Passive Aggressive Behavior
Today, I want to focus on one of the most common inappropriate behaviors that I see; that cripples people from achieving personal and professional success. Defined as "the indirect expression of hostility, such as through procrastination, stubbornness, sullen behavior, or deliberate or repeated failure to accomplish requested tasks for which one is (often explicitly) responsible." If we want to isolate this to one of the four basic emotions, it comes from "mad." How does it happen? Unfortunately, for many of us, it is one of the many learned scripts our first teachers - our parents - provided us as we learned socialization skills, especially if the parents exercised a lot of control over their children that resulted in the children suppressing their feelings of anger. It then carries forward to our adult life where passive aggressive behavior is further reinforced because anger is socially unacceptable.

In Real Life and My Work
Has anyone ever accused you of "you just don't get it, do you?" I find myself saying this to myself quite often when I am working with leaders that are bumbling and blundering their way through human interactions with their Boards, staff, and professional relationships. By watching the body language and the non-verbal communication from everyone else in the room while the leader is talking, I am always amazed how oblivious leaders can be when everyone but them seems to be hearing what the leader is actually saying but never does!   

Case History
The CEO of a statewide professional organization retains my firm to explore the reasons why the relationship between the state office and all of the county offices is less than optimal. I interview all of the individual county executives and discover a broad range of opinions; from negative to positive to indifference. The negative opinions focus in on the state leader's patronizing attitude toward them, and a feeling of their role is not as important as his. When I summarize this to the leader in a brief report, he tells me to bury the negative feedback because it will not be helpful moving forward and he has already addressed all of the issues I reported. I tell him that I will omit this information in this report, but following the next step; a planning offsite, I will produce a follow-up report, summarizing what was done at the offsite and (hopefully) show any positive movement toward an improved relationship from the feedback forms everyone submits to me at the end of the session.
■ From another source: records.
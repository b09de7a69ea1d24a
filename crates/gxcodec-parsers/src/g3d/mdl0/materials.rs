//! Material records
//!
//! ```text
//! 0x00 u32 size        0x0C u32 id
//! 0x04 s32 MDL0        0x10 u32 flags
//! 0x08 s32 name        0x14 u32 sampler count
//! 0x18 GPU state
//!      samplers, 16 bytes each:
//!        s32 texture name, u8 wrap s, u8 wrap t, u8 min, u8 mag, f32 LOD bias, u32 0
//! ```

use super::{order_by_id, write_record_prefix, Dictionary, Section};
use crate::binary::{Reader, Writer};
use crate::diagnostics::Transaction;
use crate::gx::{GpuState, GPU_STATE_SIZE};
use crate::model::{Material, Model, Sampler, WrapMode};
use crate::names::{read_name, NameTable};
use crate::traits::{ParseError, ParseResult};

const HEADER_SIZE: usize = 0x18;
const SAMPLER_SIZE: usize = 0x10;
const FLAG_TRANSLUCENT: u32 = 1;

fn record_size(material: &Material) -> usize {
    HEADER_SIZE + GPU_STATE_SIZE + SAMPLER_SIZE * material.samplers.len()
}

fn read_material(reader: &mut Reader<'_>, record: usize) -> ParseResult<(u32, Material)> {
    reader.seek(record)?;
    let size = reader.read_u32()? as usize;
    let _mdl0 = reader.read_i32()?;
    let mut material = Material::new(read_name(reader, record)?);
    let id = reader.read_u32()?;
    material.translucent = reader.read_u32()? & FLAG_TRANSLUCENT != 0;
    let samplers = reader.read_u32()? as usize;
    if HEADER_SIZE + GPU_STATE_SIZE + SAMPLER_SIZE * samplers > size {
        return Err(ParseError::invalid(format!(
            "material `{}` lists {samplers} samplers in a {size}-byte record",
            material.name
        )));
    }
    material.state = GpuState::read(reader)?;

    for _ in 0..samplers {
        let at = reader.position();
        let mut sampler = Sampler::new(read_name(reader, at)?);
        sampler.wrap_u = WrapMode::from_u8(reader.read_u8()?);
        sampler.wrap_v = WrapMode::from_u8(reader.read_u8()?);
        sampler.min_filter = reader.read_u8()?;
        sampler.mag_filter = reader.read_u8()?;
        sampler.lod_bias = reader.read_f32()?;
        reader.skip(4)?;
        material.samplers.push(sampler);
    }
    Ok((id, material))
}

pub(crate) fn read(reader: &mut Reader<'_>, dict: &Dictionary, tx: &mut Transaction) -> ParseResult<Vec<Material>> {
    let mut materials = Vec::with_capacity(dict.len());
    for node in dict.entries() {
        let entry = read_material(reader, node.data)
            .map_err(|e| e.with_context(format!("material `{}`", node.name)))?;
        materials.push(entry);
    }
    Ok(order_by_id(materials, "MDL0.materials", tx))
}

pub(crate) fn write(writer: &mut Writer, model: &Model, mdl0: usize, names: &mut NameTable) -> ParseResult<()> {
    writer.align(4);
    for (i, material) in model.materials.iter().enumerate() {
        let record = writer.position();
        writer.label(Section::Materials.entry_label(i));
        write_record_prefix(writer, record_size(material) as u32, mdl0);
        names.reference(writer, &material.name, record);
        writer.write_u32(i as u32);
        writer.write_u32(if material.translucent { FLAG_TRANSLUCENT } else { 0 });
        writer.write_u32(material.samplers.len() as u32);
        material
            .state
            .write(writer)
            .map_err(|e| e.with_context(format!("material `{}`", material.name)))?;
        for sampler in &material.samplers {
            names.reference_here(writer, &sampler.texture);
            writer.write_u8(sampler.wrap_u as u8);
            writer.write_u8(sampler.wrap_v as u8);
            writer.write_u8(sampler.min_filter);
            writer.write_u8(sampler.mag_filter);
            writer.write_f32(sampler.lod_bias);
            writer.write_u32(0);
        }
    }
    Ok(())
}

#[cfg(test)]
mod tests {
    use super::*;
    use crate::binary::Endian;

    #[test]
    fn test_material_records() {
        let mut model = Model::new();
        let mut lit = Material::new("lit");
        let mut sampler = Sampler::new("bricks");
        sampler.wrap_u = WrapMode::Mirror;
        sampler.lod_bias = -0.5;
        lit.samplers.push(sampler);
        lit.samplers.push(Sampler::new(""));
        let mut glass = Material::new("glass");
        glass.translucent = true;
        model.materials = vec![lit, glass];

        let mut writer = Writer::new(Endian::Big);
        let mut names = NameTable::new();
        write(&mut writer, &model, 0, &mut names).unwrap();
        let mut dict = Dictionary::new();
        for (i, material) in model.materials.iter().enumerate() {
            let at = writer.label_position(&Section::Materials.entry_label(i)).unwrap();
            dict.insert(&material.name, at).unwrap();
        }
        names.commit(&mut writer);
        let bytes = writer.finish().unwrap();
        assert_eq!(
            u32::from_be_bytes([bytes[0], bytes[1], bytes[2], bytes[3]]) as usize,
            record_size(&model.materials[0])
        );

        let mut reader = Reader::new(&bytes, Endian::Big);
        let mut tx = Transaction::new("materials");
        let materials = read(&mut reader, &dict, &mut tx).unwrap();
        assert_eq!(materials, model.materials);
    }
}
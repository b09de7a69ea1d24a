//! gxcodec CLI
//!
//! Command-line interface for inspecting, validating and converting G3D and
//! J3D model containers.

use std::fs;
use std::path::{Path, PathBuf};

use anyhow::{Context, Result};
use clap::{Args, Parser, Subcommand};
use tracing::{debug, info, warn};

use gxcodec_core::Error as CoreError;
use gxcodec_parsers::logging::{init_with_config, TracingConfig};
use gxcodec_parsers::{
    codec_for_extension, detect_codec, Endian, HumanReadable, Model, ModelCodec, NumericFamily,
    QuantizationProfile, ReadOptions, Severity, Transaction, TransactionState, WriteOptions,
};

/// gxcodec - GameCube/Wii model container tool
#[derive(Parser)]
#[command(name = "gxcodec")]
#[command(author, version, about, long_about = None)]
#[command(propagate_version = true)]
struct Cli {
    /// Enable verbose output (-v, -vv, -vvv)
    #[arg(short, long, action = clap::ArgAction::Count, global = true)]
    verbose: u8,

    /// Output format for structured data
    #[arg(long, global = true, default_value = "text")]
    format: OutputFormat,

    #[command(subcommand)]
    command: Commands,
}

#[derive(Clone, Copy, Debug, Default, PartialEq, Eq)]
enum OutputFormat {
    #[default]
    Text,
    Json,
    Yaml,
}

impl std::str::FromStr for OutputFormat {
    type Err = String;

    fn from_str(s: &str) -> Result<Self, Self::Err> {
        match s.to_lowercase().as_str() {
            "text" => Ok(OutputFormat::Text),
            "json" => Ok(OutputFormat::Json),
            "yaml" => Ok(OutputFormat::Yaml),
            _ => Err(format!("Unknown format: {}", s)),
        }
    }
}

#[derive(Subcommand)]
enum Commands {
    /// Show the contents of a model container
    Info(InfoArgs),

    /// Read containers and report diagnostics, failing on errors
    Check(CheckArgs),

    /// Convert a container to another format or vertex profile
    Convert(ConvertArgs),

    /// Write a container twice and compare the generations
    Roundtrip(RoundtripArgs),
}

/// Read settings shared by every subcommand that decodes a file
#[derive(Args)]
struct ReadArgs {
    /// Bytes a J3D section may leave unread before a warning
    #[arg(long, default_value = "32")]
    tolerance: u32,

    /// Report validation findings as errors
    #[arg(long)]
    strict: bool,

    /// Keep vertex buffers at their stored length
    #[arg(long)]
    no_trim: bool,
}

impl ReadArgs {
    fn options(&self) -> ReadOptions {
        ReadOptions {
            section_size_tolerance: self.tolerance,
            strict_validation: self.strict,
            trim_vertex_buffers: !self.no_trim,
        }
    }
}

#[derive(Args)]
struct InfoArgs {
    /// Path to a .bmd, .bdl or .brres file
    path: PathBuf,

    /// List every diagnostic, not just the summary
    #[arg(short, long)]
    detailed: bool,

    #[command(flatten)]
    read: ReadArgs,
}

#[derive(Args)]
struct CheckArgs {
    /// Files to check
    #[arg(required = true)]
    paths: Vec<PathBuf>,

    #[command(flatten)]
    read: ReadArgs,
}

#[derive(Args)]
struct ConvertArgs {
    /// Input container
    input: PathBuf,

    /// Output path; its extension picks the format unless --to is given
    #[arg(short, long)]
    output: PathBuf,

    /// Output format: bmd, bdl or brres
    #[arg(long)]
    to: Option<String>,

    /// Store generic vertex data as fixed point
    #[arg(long, conflicts_with = "float")]
    fixed: bool,

    /// Store generic vertex data as 32-bit floats
    #[arg(long)]
    float: bool,

    /// Write little-endian instead of the console's big-endian layout
    #[arg(long)]
    little_endian: bool,

    /// Write even when model validation reports errors
    #[arg(long)]
    force: bool,

    #[command(flatten)]
    read: ReadArgs,
}

#[derive(Args)]
struct RoundtripArgs {
    /// Container to round-trip
    path: PathBuf,

    #[command(flatten)]
    read: ReadArgs,
}

fn main() -> Result<()> {
    let cli = Cli::parse();
    init_with_config(TracingConfig::from_verbosity(cli.verbose));

    match cli.command {
        Commands::Info(args) => cmd_info(args, cli.format),
        Commands::Check(args) => cmd_check(args, cli.format),
        Commands::Convert(args) => cmd_convert(args),
        Commands::Roundtrip(args) => cmd_roundtrip(args, cli.format),
    }
}

/// A decoded file together with the codec that read it
struct Loaded {
    codec: Box<dyn ModelCodec>,
    model: Model,
    tx: Transaction,
}

fn load(path: &Path, options: &ReadOptions) -> Result<Loaded> {
    if !path.exists() {
        return Err(CoreError::FileNotFound(path.to_path_buf()).into());
    }
    let bytes = fs::read(path).with_context(|| format!("Failed to read {}", path.display()))?;

    let codec = detect_codec(&bytes).ok_or_else(|| CoreError::UnrecognisedContainer {
        path: path.to_path_buf(),
        magic: bytes.iter().take(8).copied().collect(),
    })?;
    debug!(codec = codec.name(), bytes = bytes.len(), "Detected container");

    let mut tx = Transaction::new(path.display().to_string());
    let model = codec
        .read_with_options(&bytes, options, &mut tx)
        .map_err(|e| CoreError::codec(e.to_string()).with_context(path.display().to_string()))?;

    Ok(Loaded { codec, model, tx })
}

fn failure(tx: &Transaction) -> CoreError {
    CoreError::TransactionFailed {
        path: tx.path().to_string(),
        errors: tx.count(Severity::Error),
    }
}

fn cmd_info(args: InfoArgs, format: OutputFormat) -> Result<()> {
    let loaded = load(&args.path, &args.read.options())?;
    let Loaded { codec, model, tx } = &loaded;

    match format {
        OutputFormat::Json => {
            let json = serde_json::json!({
                "path": args.path,
                "codec": codec.name(),
                "codec_version": gxcodec_parsers::VERSION,
                "model": model.to_json(),
                "transaction": tx.to_json(),
            });
            println!("{}", serde_json::to_string_pretty(&json)?);
        }
        OutputFormat::Yaml => {
            print!("{}", model.to_yaml());
            if args.detailed {
                print!("{}", tx.to_yaml());
            }
        }
        OutputFormat::Text => {
            println!("{} ({})", args.path.display(), codec.name());
            print!("{}", model.to_readable_string());
            if args.detailed {
                println!();
                print!("{}", tx.to_readable_string());
            } else {
                println!(
                    "\n{:?}: {} error(s), {} warning(s)",
                    tx.state(),
                    tx.count(Severity::Error),
                    tx.count(Severity::Warning)
                );
            }
        }
    }

    Ok(())
}

fn cmd_check(args: CheckArgs, format: OutputFormat) -> Result<()> {
    let options = args.read.options();
    let mut reports = Vec::new();
    let mut first_failure = None;

    for path in &args.paths {
        let Loaded { tx, .. } = load(path, &options)?;
        if tx.state() == TransactionState::Failure && first_failure.is_none() {
            first_failure = Some(failure(&tx));
        }
        reports.push(tx);
    }

    match format {
        OutputFormat::Json => {
            let json: Vec<_> = reports.iter().map(HumanReadable::to_json).collect();
            println!("{}", serde_json::to_string_pretty(&json)?);
        }
        OutputFormat::Yaml => {
            for tx in &reports {
                print!("{}", tx.to_yaml());
            }
        }
        OutputFormat::Text => {
            for tx in &reports {
                print!("{}", tx.to_readable_string());
            }
        }
    }

    match first_failure {
        Some(err) => Err(err.into()),
        None => Ok(()),
    }
}

fn cmd_convert(args: ConvertArgs) -> Result<()> {
    let target = match &args.to {
        Some(to) => to.clone(),
        None => args
            .output
            .extension()
            .and_then(|e| e.to_str())
            .map(str::to_lowercase)
            .ok_or_else(|| CoreError::invalid_config("output has no extension and --to was not given"))?,
    };
    let writer = codec_for_extension(&target)
        .ok_or_else(|| CoreError::UnsupportedFormat { format: target.clone() })?;

    let loaded = load(&args.input, &args.read.options())?;
    if loaded.tx.state() == TransactionState::Failure {
        warn!(path = %args.input.display(), "Converting a partially read model");
    }

    let current = loaded.model.info.profile;
    let family = if args.fixed {
        NumericFamily::Fixed
    } else if args.float {
        NumericFamily::Float
    } else {
        current.family
    };
    let endian = if args.little_endian { Endian::Little } else { Endian::Big };
    let profile = QuantizationProfile { endian, family };

    let options = WriteOptions {
        profile: (profile != current).then_some(profile),
        validate_before_write: !args.force,
    };
    let bytes = writer
        .write_with_options(&loaded.model, &options)
        .map_err(|e| CoreError::codec(e.to_string()).with_context(args.output.display().to_string()))?;

    fs::write(&args.output, &bytes)
        .with_context(|| format!("Failed to write {}", args.output.display()))?;
    info!(
        from = loaded.codec.name(),
        to = writer.name(),
        bytes = bytes.len(),
        "Wrote {}",
        args.output.display()
    );
    println!("{} -> {} ({} bytes)", args.input.display(), args.output.display(), bytes.len());

    Ok(())
}

fn cmd_roundtrip(args: RoundtripArgs, format: OutputFormat) -> Result<()> {
    let options = args.read.options();
    let Loaded { codec, model, tx } = load(&args.path, &options)?;
    if tx.state() == TransactionState::Failure {
        return Err(failure(&tx).into());
    }

    let first = codec.write(&model)?;
    let mut second_tx = Transaction::new(format!("{} (generation 2)", args.path.display()));
    let reread = codec.read_with_options(&first, &options, &mut second_tx)?;
    if second_tx.state() == TransactionState::Failure {
        return Err(failure(&second_tx).into());
    }
    let second = codec.write(&reread)?;

    let models_match = reread == model;
    let mismatch = first
        .iter()
        .zip(&second)
        .position(|(a, b)| a != b)
        .or_else(|| (first.len() != second.len()).then(|| first.len().min(second.len())));

    match format {
        OutputFormat::Json => {
            let json = serde_json::json!({
                "path": args.path,
                "codec": codec.name(),
                "generation_2_bytes": first.len(),
                "generation_3_bytes": second.len(),
                "first_difference": mismatch,
                "models_match": models_match,
            });
            println!("{}", serde_json::to_string_pretty(&json)?);
        }
        _ => {
            println!("{} ({})", args.path.display(), codec.name());
            println!("  Generation 2:  {} bytes", first.len());
            println!("  Generation 3:  {} bytes", second.len());
            println!("  Models match:  {}", models_match);
        }
    }

    if let Some(offset) = mismatch {
        return Err(CoreError::RoundTripMismatch {
            message: format!("generations differ at offset 0x{offset:X}"),
        }
        .into());
    }
    if !models_match {
        warn!(path = %args.path.display(), "Re-read model differs from the first read");
    }

    Ok(())
}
The feedback from the participants is mixed, and some are still feeling that no progress was made toward addressing the real issues identified in the pre-offsite interviews. I prepare and present my summary report to the leader and once again, he asks me to delete any criticism contained in the conclusions and recommendations section of the report. I adamantly refuse to do that and let him know that his position on the matter will do little actually to improve the situation, which is why I was retained in the first place!

Since we are both intractable on this issue, I offer him a compromise. I will produce a plain text version of my summary of just the offsite work created, and I will let him decide what to do with that information. However, it will not be on my letterhead, and I will not include a signature page. He agrees, and we both move on.

It is a Mystery!
Back to the title of this week's blog......the above scenario just puzzles me. Why did this CEO act in the way he did? His behavior is clearly passive aggressive and is partially based on fear and also partially in anger. The bottom line - he never wanted to deal with actually bridging the gulfs in the organization in the first place; after all, who were "these people" to question his leadership?